> **Stored data entries**

//! Admin view of one event with its signups.

use leptos::prelude::*;
use leptos_router::NavigateOptions;
use leptos_router::hooks::{use_navigate, use_params_map};

use crate::actions::dashboard as act;
use crate::components::confirm_dialog::ConfirmDialog;
use crate::components::event_form::EventFormDialog;
use crate::components::signup_table::SignupTable;
use crate::net::types::{Event, Identified};
use crate::state::dashboard::{DashboardEventsState, EditorMode};
use crate::state::list::FetchStatus;
use crate::state::notification::NotificationState;
use crate::util::dates;

const EVENTS_PATH: &str = "/dashboard/events";

#[component]
pub fn DashboardEventDetailPage() -> impl IntoView {
    let dashboard = expect_context::<RwSignal<DashboardEventsState>>();
    let notification = expect_context::<RwSignal<NotificationState>>();
    let params = use_params_map();
    let navigate = use_navigate();

    Effect::new(move || {
        let id = params.with(|p| p.get("id").unwrap_or_default());
        if !id.is_empty() {
            act::load_event(dashboard, id);
        }
    });

    let deleted = RwSignal::new(false);
    Effect::new(move || {
        if deleted.get() {
            navigate(EVENTS_PATH, NavigateOptions::default());
        }
    });

    let on_delete_confirm = Callback::new(move |()| {
        act::confirm_delete(dashboard, notification, move || {
            deleted.try_set(true);
        });
    });
    let on_delete_cancel = Callback::new(move |()| act::dismiss_delete(dashboard));

    view! {
        <section class="admin-event">
            <a class="admin-event__back" href=EVENTS_PATH>
                "← Back to events"
            </a>
            {move || match dashboard.with(|s| s.detail.status) {
                FetchStatus::Idle | FetchStatus::Loading => view! { <p>"Loading..."</p> }.into_any(),
                FetchStatus::Failed => {
                    view! {
                        <p class="admin-event__error">
                            "Error: " {dashboard.with(|s| s.detail.error.clone().unwrap_or_default())}
                        </p>
                    }
                        .into_any()
                }
                FetchStatus::Succeeded => match dashboard.with(|s| s.detail.item.clone()) {
                    Some(event) => view! { <AdminEventSummary event=event /> }.into_any(),
                    None => view! { <p>"Event not found"</p> }.into_any(),
                },
            }}
            <SignupTable signups=Signal::derive(move || {
                dashboard.with(|s| s.detail.item.as_ref().map(|e| e.signups.clone()).unwrap_or_default())
            }) />
            <Show when=move || dashboard.with(|s| s.editor.is_open())>
                <EventFormDialog />
            </Show>
            <Show when=move || dashboard.with(|s| s.pending_delete.is_some())>
                <ConfirmDialog
                    title="Delete Event"
                    message="Are you sure you want to delete this event? This action cannot be undone."
                    confirm_label="Delete"
                    busy=Signal::derive(move || dashboard.with(|s| s.submitting))
                    on_confirm=on_delete_confirm
                    on_cancel=on_delete_cancel
                />
            </Show>
        </section>
    }
}

#[component]
fn AdminEventSummary(event: Event) -> impl IntoView {
    let dashboard = expect_context::<RwSignal<DashboardEventsState>>();
    let id = event.key().to_owned();
    let editable = event.clone();

    view! {
        <article class="admin-event__card">
            <header class="admin-event__header">
                <h1>{event.event_name.clone()}</h1>
                <div class="admin-event__actions">
                    <button
                        class="btn"
                        on:click=move |_| dashboard.update(|s| s.editor = EditorMode::Editing(editable.clone()))
                    >
                        "Edit"
                    </button>
                    <button class="btn btn--danger" on:click=move |_| act::request_delete(dashboard, &id)>
                        "Delete"
                    </button>
                </div>
            </header>
            <p class="admin-event__description">{event.event_description.clone()}</p>
            <dl class="admin-event__facts">
                <dt>"Date"</dt>
                <dd>{dates::display_date(&event.event_date)}</dd>
                <dt>"Location"</dt>
                <dd>{event.event_location.clone()}</dd>
                <dt>"Capacity"</dt>
                <dd>{event.event_capacity}</dd>
                <dt>"Signups"</dt>
                <dd>{event.signup_count}</dd>
                <dt>"Available"</dt>
                <dd>{event.available_capacity}</dd>
                <dt>"Seat numbering"</dt>
                <dd>{format!("{}{}", event.prefix_seat_number, event.begin_seat_number)}</dd>
                <dt>"Created"</dt>
                <dd>{dates::display_timestamp(&event.created_at)}</dd>
                <dt>"Updated"</dt>
                <dd>{dates::display_timestamp(&event.updated_at)}</dd>
            </dl>
        </article>
    }
}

> **Exercise prompt**
Copy every line from the records that holds the string "article".

> **Task result**
        <article class="admin-event__card">
        </article>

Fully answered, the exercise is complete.